Task objective: Tell how many lines in the data below hold the string "flatten"; give nothing but the number.

Supplied data:
impl Board {
    /// Build a board from a field grid, room definitions, passages and weapons.
    ///
    /// Room cells are assigned from the grid: interior cells by their id,
    /// doors to the room one step beyond them in their tag direction, and
    /// teleport cells to an orthogonally adjacent interior.
    pub fn new(
        fields: Vec<Vec<Field>>,
        rooms: Vec<Room>,
        passages: &[PassageSpec],
        weapons: Vec<Weapon>,
    ) -> GameResult<Self> {
        let rows = fields.len();
        let cols = fields.first().map_or(0, Vec::len);
        if rows == 0 || cols == 0 {
            return Err(GameError::InvalidMap("board is empty".into()));
        }
        if let Some(row) = fields.iter().position(|r| r.len() != cols) {
            return Err(GameError::InvalidMap(format!(
                "row {} has {} columns, expected {}",
                row,
                fields[row].len(),
                cols
            )));
        }
        if fields.iter().flatten().any(|f| *f == Field::Occupied) {
            return Err(GameError::InvalidMap("occupied marker in logical grid".into()));
        }

        let mut ids = BTreeSet::new();
        for room in &rooms {
            if room.id.0 > MAX_ROOM_ID {
                return Err(GameError::InvalidMap(format!(
                    "{} has no map token (ids run up to {})",
                    room.id, MAX_ROOM_ID
                )));
            }
            if !ids.insert(room.id) {
                return Err(GameError::InvalidMap(format!("duplicate {}", room.id)));
            }
        }

        let mut board = Self {
            fields,
            rows,
            cols,
            rooms,
            weapons,
            occupancy: BTreeMap::new(),
        };
        board.assign_room_cells()?;
        board.link_passages(passages)?;
        Ok(board)
    }

    /// Build a board from map token rows (see [`Field::from_token`]).
    pub fn from_rows(
        rows: &[&str],
        rooms: Vec<Room>,
        passages: &[PassageSpec],
        weapons: Vec<Weapon>,
    ) -> GameResult<Self> {
        let mut fields = Vec::with_capacity(rows.len());
        for (row, line) in rows.iter().enumerate() {
            let parsed = line
                .chars()
                .enumerate()
                .map(|(col, token)| {
                    Field::from_token(token).ok_or_else(|| {
                        GameError::InvalidMap(format!("unknown token {token:?} at ({row}, {col})"))
                    })
                })
                .collect::<GameResult<Vec<Field>>>()?;
            fields.push(parsed);
        }
        Self::new(fields, rooms, passages, weapons)
    }

    // =========================================================================
    // GRID ACCESS
    // =========================================================================

    /// Number of rows.
    #[inline]
    pub fn rows(&self) -> usize {
        self.rows
    }

    /// Number of columns.
    #[inline]
    pub fn cols(&self) -> usize {
        self.cols
    }

    /// Logical field at a cell, `None` outside the grid.
    #[inline]
    pub fn field_at(&self, position: Position) -> Option<Field> {
        self.fields.get(position.row)?.get(position.col).copied()
    }

    /// Rendered field: taken corridor cells show as [`Field::Occupied`].
    pub fn cell_at(&self, position: Position) -> Option<Field> {
        let field = self.field_at(position)?;
        if field == Field::Corridor && self.is_taken(position) {
            Some(Field::Occupied)
        } else {
            Some(field)
        }
    }

    /// Overwrite a logical field and reassign room cells.
    ///
    /// Returns the previous field. Fails without changes if the new grid
    /// would be inconsistent, the cell is occupied, an occupied cell would
    /// change rooms, or a secret passage would no longer resolve.
    pub fn write_field_at(&mut self, position: Position, field: Field) -> GameResult<Field> {
        let previous = self.field_at(position).ok_or_else(|| {
            GameError::InvalidMap(format!("{position} is outside the board"))
        })?;
        if field == Field::Occupied {
            return Err(GameError::InvalidMap("occupied marker in logical grid".into()));
        }
        if self.occupants_at(position).next().is_some() {
            return Err(GameError::FieldTaken { position });
        }

        let owners: Vec<(Position, Option<RoomId>)> = self
            .occupancy
            .keys()
            .map(|&pos| (pos, self.room_at(pos).map(|r| r.id)))
            .collect();
        let passages: Vec<PassageSpec> = self
            .rooms
            .iter()
            .flat_map(|r| &r.teleports)
            .map(|t| (t.source_position, t.destination_position))
            .collect();
        let snapshot: Vec<(BTreeSet<Position>, Vec<Teleport>)> = self
            .rooms
            .iter()
            .map(|r| (r.positions.clone(), r.teleports.clone()))
            .collect();

        self.fields[position.row][position.col] = field;
        let result = self.assign_room_cells().and_then(|()| {
            self.check_owners(&owners)?;
            self.link_passages(&passages)
        });

        if let Err(err) = result {
            self.fields[position.row][position.col] = previous;
            for (room, (positions, teleports)) in self.rooms.iter_mut().zip(snapshot) {
                room.positions = positions;
                room.teleports = teleports;
            }
            return Err(err);
        }
        Ok(previous)
    }

    /// Token grid with occupied corridors as `P`, one line per row.
    pub fn render(&self) -> String {
        let mut out = String::with_capacity(self.rows * (self.cols + 1));
        for row in 0..self.rows {
            if row > 0 {
                out.push('\n');
            }
            for col in 0..self.cols {
                let cell = self.cell_at(Position::new(row, col)).unwrap_or(Field::Void);
                out.push(cell.token());
            }
        }
        out
    }

    // =========================================================================
    // ROOMS & WEAPONS
    // =========================================================================

    /// All rooms.
    pub fn rooms(&self) -> &[Room] {
        &self.rooms
    }

    /// All weapons in play.
    pub fn weapons(&self) -> &[Weapon] {
        &self.weapons
    }

    /// Room by id.
    pub fn room(&self, id: RoomId) -> Option<&Room> {
        self.rooms.iter().find(|r| r.id == id)
    }

    pub(crate) fn room_mut(&mut self, id: RoomId) -> Option<&mut Room> {
        self.rooms.iter_mut().find(|r| r.id == id)
    }

    /// Room owning a cell (interior, door or teleport).
    pub fn room_at(&self, position: Position) -> Option<&Room> {
        self.rooms.iter().find(|r| r.contains(position))
    }

    /// Room a weapon was placed in.
    pub fn weapon_room(&self, weapon: Weapon) -> Option<RoomId> {
        self.rooms
            .iter()
            .find(|r| r.weapons.contains(&weapon))
            .map(|r| r.id)
    }

    /// Place every weapon in its own uniformly chosen room.
    ///
    /// For each weapon, rooms are drawn until an empty one comes up, at most
    /// `max_attempts` draws per weapon. Fails without changes when weapons
    /// outnumber rooms or the draw budget runs out. Earlier placements are
    /// discarded on success.
    pub fn distribute_weapons<R: RandomSource>(
        &mut self,
        rng: &mut R,
        max_attempts: u32,
    ) -> GameResult<Vec<(Weapon, RoomId)>> {
        if self.rooms.is_empty() {
            return Err(GameError::Setup("no rooms to place weapons in".into()));
        }
        if self.weapons.len() > self.rooms.len() {
            return Err(GameError::Setup(format!(
                "{} weapons do not fit in {} rooms",
                self.weapons.len(),
                self.rooms.len()
            )));
        }

        let mut taken = vec![false; self.rooms.len()];
        let mut placements = Vec::with_capacity(self.weapons.len());

        for &weapon in &self.weapons {
            let mut attempts = 0;
            loop {
                if attempts >= max_attempts {
                    warn!("Gave up placing {} after {} draws", weapon, attempts);
                    return Err(GameError::Setup(format!(
                        "no free room found for {weapon} after {attempts} draws"
                    )));
                }
                attempts += 1;

                let idx = rng.uniform_int(0, self.rooms.len() - 1);
                if !taken[idx] {
                    taken[idx] = true;
                    placements.push((weapon, idx));
                    break;
                }
            }
        }

        for room in &mut self.rooms {
            room.weapons.clear();
        }
        let mut result = Vec::with_capacity(placements.len());
        for (weapon, idx) in placements {
            let room = &mut self.rooms[idx];
            room.weapons.push(weapon);
            debug!("Placed {} in {}", weapon, room.name);
            result.push((weapon, room.id));
        }
        Ok(result)
    }

    // =========================================================================
    // OCCUPANCY
    // =========================================================================

    /// Suspects standing on a cell.
    pub fn occupants_at(&self, position: Position) -> impl Iterator<Item = SuspectName> + '_ {
        self.occupancy.get(&position).into_iter().flatten().copied()
    }

    /// A corridor cell with someone on it. Room cells are shared and never taken.
    pub fn is_taken(&self, position: Position) -> bool {
        self.field_at(position) == Some(Field::Corridor)
            && self.occupancy.get(&position).is_some_and(|s| !s.is_empty())
    }

    /// All occupied cells in row-major order.
    pub fn occupancy(&self) -> impl Iterator<Item = (Position, SuspectName)> + '_ {
        self.occupancy
            .iter()
            .flat_map(|(pos, names)| names.iter().map(move |name| (*pos, *name)))
    }

    pub(crate) fn place(&mut self, suspect: SuspectName, position: Position) {
        self.occupancy.entry(position).or_default().insert(suspect);
    }

    pub(crate) fn vacate(&mut self, suspect: SuspectName, position: Position) {
        if let Some(names) = self.occupancy.get_mut(&position) {
            names.remove(&suspect);
            if names.is_empty() {
                self.occupancy.remove(&position);
            }
        }
    }

    // =========================================================================
    // CONSTRUCTION HELPERS
    // =========================================================================

    /// Recompute every room's cells from the grid.
    fn assign_room_cells(&mut self) -> GameResult<()> {
        let mut cells: BTreeMap<RoomId, BTreeSet<Position>> =
            self.rooms.iter().map(|r| (r.id, BTreeSet::new())).collect();

        for row in 0..self.rows {
            for col in 0..self.cols {
                let position = Position::new(row, col);
                let owner = match self.fields[row][col] {
                    Field::Room(id) => Some(id),
                    Field::Door(tag) => Some(self.door_room(position, tag)?),
                    Field::Teleport => Some(self.teleport_room(position)?),
                    Field::Corridor | Field::Void | Field::Occupied => None,
                };
                if let Some(id) = owner {
                    cells
                        .get_mut(&id)
                        .ok_or_else(|| {
                            GameError::InvalidMap(format!("{id} at {position} has no definition"))
                        })?
                        .insert(position);
                }
            }
        }

        for room in &mut self.rooms {
            room.positions = cells.remove(&room.id).unwrap_or_default();
        }
        Ok(())
    }

    /// Occupied cells must stay in the room their occupants are listed in.
    fn check_owners(&self, owners: &[(Position, Option<RoomId>)]) -> GameResult<()> {
        for &(position, before) in owners {
            let after = self.room_at(position).map(|r| r.id);
            if after != before {
                return Err(GameError::InvalidMap(format!(
                    "occupied cell {position} would change rooms"
                )));
            }
        }
        Ok(())
    }

    /// The room a door opens into: the interior one step past it.
    fn door_room(&self, door: Position, tag: Direction) -> GameResult<RoomId> {
        match door
            .step(tag, self.rows, self.cols)
            .and_then(|inner| self.field_at(inner))
        {
            Some(Field::Room(id)) => Ok(id),
            _ => Err(GameError::InvalidMap(format!(
                "door at {door} does not open {tag} into a room"
            ))),
        }
    }

    /// The single room whose interior touches a teleport cell.
    fn teleport_room(&self, teleport: Position) -> GameResult<RoomId> {
        let adjacent: BTreeSet<RoomId> = Direction::ALL
            .iter()
            .filter_map(|dir| teleport.step(*dir, self.rows, self.cols))
            .filter_map(|pos| match self.field_at(pos) {
                Some(Field::Room(id)) => Some(id),
                _ => None,
            })
            .collect();

        let mut ids = adjacent.into_iter();
        match (ids.next(), ids.next()) {
            (Some(id), None) => Ok(id),
            (None, _) => Err(GameError::InvalidMap(format!(
                "teleport at {teleport} is not inside a room"
            ))),
            (Some(first), Some(second)) => Err(GameError::InvalidMap(format!(
                "teleport at {teleport} touches both {first} and {second}"
            ))),
        }
    }

    fn link_passages(&mut self, passages: &[PassageSpec]) -> GameResult<()> {
        for room in &mut self.rooms {
            room.teleports.clear();
        }
        for &(source, destination) in passages {
            if self.field_at(source) != Some(Field::Teleport) {
                return Err(GameError::InvalidMap(format!(
                    "passage starts at {source}, which is not a teleport"
                )));
            }
            let source_room = self
                .room_at(source)
                .map(|r| r.id)
                .ok_or(GameError::RoomNotFound { position: source })?;
            let destination_room = self
                .room_at(destination)
                .map(|r| r.id)
                .ok_or(GameError::RoomNotFound { position: destination })?;

            if let Some(room) = self.room_mut(source_room) {
                room.teleports.push(Teleport {
                    source_room,
                    source_position: source,
                    destination_room,
                    destination_position: destination,
                });
            }
        }
        Ok(())
    }
}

Response below: 2